• **ACTIVITY**
Retype each record shown below, leaving every character as it is.

• **STORED DATA**
//! Types for conversation management.

use core::fmt;

use serde::{Deserialize, Serialize};

use crate::i18n::Language;

/// Assistant text shown in place of an answer when the remote call fails.
pub const ERROR_MESSAGE: &str = "⚠️ ERROR";

/// Maximum number of characters kept when deriving a title from a message.
pub const TITLE_MAX_CHARS: usize = 20;

/// Conversation identifier: creation time in milliseconds since Unix epoch.
#[derive(Debug, Clone, Copy, PartialEq, Eq, PartialOrd, Ord, Hash, Serialize, Deserialize)]
#[serde(transparent)]
pub struct ConversationId(pub i64);

impl ConversationId {
    /// Next identifier, strictly greater than `previous` even if the clock stalls.
    #[must_use]
    pub fn next_after(previous: Option<Self>) -> Self {
        let now_ms = chrono::Utc::now().timestamp_millis();
        match previous {
            Some(Self(prev)) if prev >= now_ms => Self(prev.saturating_add(1)),
            _ => Self(now_ms),
        }
    }
}

impl fmt::Display for ConversationId {
    fn fmt(&self, f: &mut fmt::Formatter<'_>) -> fmt::Result {
        write!(f, "{}", self.0)
    }
}

/// Who wrote a message.
#[derive(Debug, Clone, Copy, PartialEq, Eq, Hash, Serialize, Deserialize)]
pub enum Sender {
    /// The person typing.
    #[serde(rename = "user")]
    User,
    /// The chat endpoint (or the local error notice).
    #[serde(rename = "bot")]
    Assistant,
}

/// One entry of a conversation.
#[derive(Clone, Debug, PartialEq, Eq, Serialize, Deserialize)]
pub struct Message {
    /// Literal content.
    pub text: String,
    /// Author.
    pub sender: Sender,
}

impl Message {
    /// Message typed by the user.
    #[must_use]
    pub fn user(text: impl Into<String>) -> Self {
        Self {
            text: text.into(),
            sender: Sender::User,
        }
    }

    /// Message produced by the assistant.
    #[must_use]
    pub fn assistant(text: impl Into<String>) -> Self {
        Self {
            text: text.into(),
            sender: Sender::Assistant,
        }
    }

    /// Assistant notice used when the remote call fails.
    #[must_use]
    pub fn error_notice() -> Self {
        Self::assistant(ERROR_MESSAGE)
    }
}

/// One thread of messages ("flight").
#[derive(Clone, Debug, PartialEq, Eq, Serialize, Deserialize)]
pub struct Conversation {
    /// Unique identifier.
    pub id: ConversationId,
    /// Display title.
    pub title: String,
    /// Messages in chronological order.
    pub messages: Vec<Message>,
}

impl Conversation {
    /// Title of the seeded conversation and of the replacement after deleting the last one.
    pub const DEFAULT_TITLE: &'static str = "Current Flight";
    /// Title of conversations opened explicitly.
    pub const NEW_TITLE: &'static str = "New Mission";

    /// Create a conversation holding only the welcome message.
    #[must_use]
    pub fn with_welcome(id: ConversationId, title: &str, language: Language) -> Self {
        Self {
            id,
            title: title.to_string(),
            messages: vec![Message::assistant(language.translations().welcome_msg)],
        }
    }

    /// Append a user message; the first one after the welcome names the conversation.
    ///
    /// Returns `true` when the title changed.
    pub fn push_user(&mut self, text: &str) -> bool {
        self.messages.push(Message::user(text));
        if self.messages.len() == 2 {
            self.title = truncate_title(text);
            return true;
        }
        false
    }

    /// Append an assistant message.
    pub fn push_assistant(&mut self, message: Message) {
        self.messages.push(message);
    }
}

/// First [`TITLE_MAX_CHARS`] characters of `text`.
#[must_use]
pub fn truncate_title(text: &str) -> String {
    text.chars().take(TITLE_MAX_CHARS).collect()
}

/// Read-only view of the store handed to observers after each change.
#[derive(Clone, Debug, PartialEq, Eq)]
pub struct StoreSnapshot {
    /// All conversations, newest first.
    pub conversations: Vec<Conversation>,
    /// Position of the active conversation.
    pub active_index: usize,
    /// Whether a remote call is outstanding.
    pub pending: bool,
    /// Current UI language.
    pub language: Language,
}

impl StoreSnapshot {
    /// The conversation currently shown.
    #[must_use]
    pub fn active_conversation(&self) -> Option<&Conversation> {
        self.conversations.get(self.active_index)
    }
}

#[cfg(test)]
mod tests {
    use super::*;

    #[test]
    fn test_next_id_is_strictly_increasing() {
        let far_future = ConversationId(i64::MAX - 10);
        assert_eq!(
            ConversationId::next_after(Some(far_future)),
            ConversationId(i64::MAX - 9)
        );

        let first = ConversationId::next_after(None);
        let second = ConversationId::next_after(Some(first));
        assert!(second > first);
    }

    #[test]
    fn test_title_set_once_from_first_user_message() {
        let mut conversation =
            Conversation::with_welcome(ConversationId(1), Conversation::NEW_TITLE, Language::En);

        assert!(conversation.push_user("A very long destination name indeed"));
        assert_eq!(conversation.title, "A very long destinat");

        conversation.push_assistant(Message::assistant("ok"));
        assert!(!conversation.push_user("Tokyo"));
        assert_eq!(conversation.title, "A very long destinat");
    }

    #[test]
    fn test_title_truncation_counts_characters() {
        assert_eq!(truncate_title("✈️✈️✈️"), "✈️✈️✈️");
        assert_eq!(truncate_title(&"é".repeat(30)).chars().count(), TITLE_MAX_CHARS);
    }

    #[test]
    fn test_storage_layout() {
        let conversation = Conversation {
            id: ConversationId(1_700_000_000_000),
            title: "Tokyo".to_string(),
            messages: vec![Message::assistant("hi"), Message::user("Tokyo")],
        };

        let json = serde_json::to_value(&conversation).unwrap_or_default();
        assert_eq!(
            json,
            serde_json::json!({
                "id": 1_700_000_000_000_i64,
                "title": "Tokyo",
                "messages": [
                    {"text": "hi", "sender": "bot"},
                    {"text": "Tokyo", "sender": "user"}
                ]
            })
        );
    }
}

• **YOUR SOLUTION**
//! Types for conversation management.

use core::fmt;

use serde::{Deserialize, Serialize};

use crate::i18n::Language;

/// Assistant text shown in place of an answer when the remote call fails.
pub const ERROR_MESSAGE: &str = "⚠️ ERROR";

/// Maximum number of characters kept when deriving a title from a message.
pub const TITLE_MAX_CHARS: usize = 20;

/// Conversation identifier: creation time in milliseconds since Unix epoch.
#[derive(Debug, Clone, Copy, PartialEq, Eq, PartialOrd, Ord, Hash, Serialize, Deserialize)]
#[serde(transparent)]
pub struct ConversationId(pub i64);

impl ConversationId {
    /// Next identifier, strictly greater than `previous` even if the clock stalls.
    #[must_use]
    pub fn next_after(previous: Option<Self>) -> Self {
        let now_ms = chrono::Utc::now().timestamp_millis();
        match previous {
            Some(Self(prev)) if prev >= now_ms => Self(prev.saturating_add(1)),
            _ => Self(now_ms),
        }
    }
}

impl fmt::Display for ConversationId {
    fn fmt(&self, f: &mut fmt::Formatter<'_>) -> fmt::Result {
        write!(f, "{}", self.0)
    }
}

/// Who wrote a message.
#[derive(Debug, Clone, Copy, PartialEq, Eq, Hash, Serialize, Deserialize)]
pub enum Sender {
    /// The person typing.
    #[serde(rename = "user")]
    User,
    /// The chat endpoint (or the local error notice).
    #[serde(rename = "bot")]
    Assistant,
}

/// One entry of a conversation.
#[derive(Clone, Debug, PartialEq, Eq, Serialize, Deserialize)]
pub struct Message {
    /// Literal content.
    pub text: String,
    /// Author.
    pub sender: Sender,
}

impl Message {
    /// Message typed by the user.
    #[must_use]
    pub fn user(text: impl Into<String>) -> Self {
        Self {
            text: text.into(),
            sender: Sender::User,
        }
    }

    /// Message produced by the assistant.
    #[must_use]
    pub fn assistant(text: impl Into<String>) -> Self {
        Self {
            text: text.into(),
            sender: Sender::Assistant,
        }
    }

    /// Assistant notice used when the remote call fails.
    #[must_use]
    pub fn error_notice() -> Self {
        Self::assistant(ERROR_MESSAGE)
    }
}

/// One thread of messages ("flight").
#[derive(Clone, Debug, PartialEq, Eq, Serialize, Deserialize)]
pub struct Conversation {
    /// Unique identifier.
    pub id: ConversationId,
    /// Display title.
    pub title: String,
    /// Messages in chronological order.
    pub messages: Vec<Message>,
}

impl Conversation {
    /// Title of the seeded conversation and of the replacement after deleting the last one.
    pub const DEFAULT_TITLE: &'static str = "Current Flight";
    /// Title of conversations opened explicitly.
    pub const NEW_TITLE: &'static str = "New Mission";

    /// Create a conversation holding only the welcome message.
    #[must_use]
    pub fn with_welcome(id: ConversationId, title: &str, language: Language) -> Self {
        Self {
            id,
            title: title.to_string(),
            messages: vec![Message::assistant(language.translations().welcome_msg)],
        }
    }

    /// Append a user message; the first one after the welcome names the conversation.
    ///
    /// Returns `true` when the title changed.
    pub fn push_user(&mut self, text: &str) -> bool {
        self.messages.push(Message::user(text));
        if self.messages.len() == 2 {
            self.title = truncate_title(text);
            return true;
        }
        false
    }

    /// Append an assistant message.
    pub fn push_assistant(&mut self, message: Message) {
        self.messages.push(message);
    }
}

/// First [`TITLE_MAX_CHARS`] characters of `text`.
#[must_use]
pub fn truncate_title(text: &str) -> String {
    text.chars().take(TITLE_MAX_CHARS).collect()
}

/// Read-only view of the store handed to observers after each change.
#[derive(Clone, Debug, PartialEq, Eq)]
pub struct StoreSnapshot {
    /// All conversations, newest first.
    pub conversations: Vec<Conversation>,
    /// Position of the active conversation.
    pub active_index: usize,
    /// Whether a remote call is outstanding.
    pub pending: bool,
    /// Current UI language.
    pub language: Language,
}

impl StoreSnapshot {
    /// The conversation currently shown.
    #[must_use]
    pub fn active_conversation(&self) -> Option<&Conversation> {
        self.conversations.get(self.active_index)
    }
}

#[cfg(test)]
mod tests {
    use super::*;

    #[test]
    fn test_next_id_is_strictly_increasing() {
        let far_future = ConversationId(i64::MAX - 10);
        assert_eq!(
            ConversationId::next_after(Some(far_future)),
            ConversationId(i64::MAX - 9)
        );

        let first = ConversationId::next_after(None);
        let second = ConversationId::next_after(Some(first));
        assert!(second > first);
    }

    #[test]
    fn test_title_set_once_from_first_user_message() {
        let mut conversation =
            Conversation::with_welcome(ConversationId(1), Conversation::NEW_TITLE, Language::En);

        assert!(conversation.push_user("A very long destination name indeed"));
        assert_eq!(conversation.title, "A very long destinat");

        conversation.push_assistant(Message::assistant("ok"));
        assert!(!conversation.push_user("Tokyo"));
        assert_eq!(conversation.title, "A very long destinat");
    }

    #[test]
    fn test_title_truncation_counts_characters() {
        assert_eq!(truncate_title("✈️✈️✈️"), "✈️✈️✈️");
        assert_eq!(truncate_title(&"é".repeat(30)).chars().count(), TITLE_MAX_CHARS);
    }

    #[test]
    fn test_storage_layout() {
        let conversation = Conversation {
            id: ConversationId(1_700_000_000_000),
            title: "Tokyo".to_string(),
            messages: vec![Message::assistant("hi"), Message::user("Tokyo")],
        };

        let json = serde_json::to_value(&conversation).unwrap_or_default();
        assert_eq!(
            json,
            serde_json::json!({
                "id": 1_700_000_000_000_i64,
                "title": "Tokyo",
                "messages": [
                    {"text": "hi", "sender": "bot"},
                    {"text": "Tokyo", "sender": "user"}
                ]
            })
        );
    }
}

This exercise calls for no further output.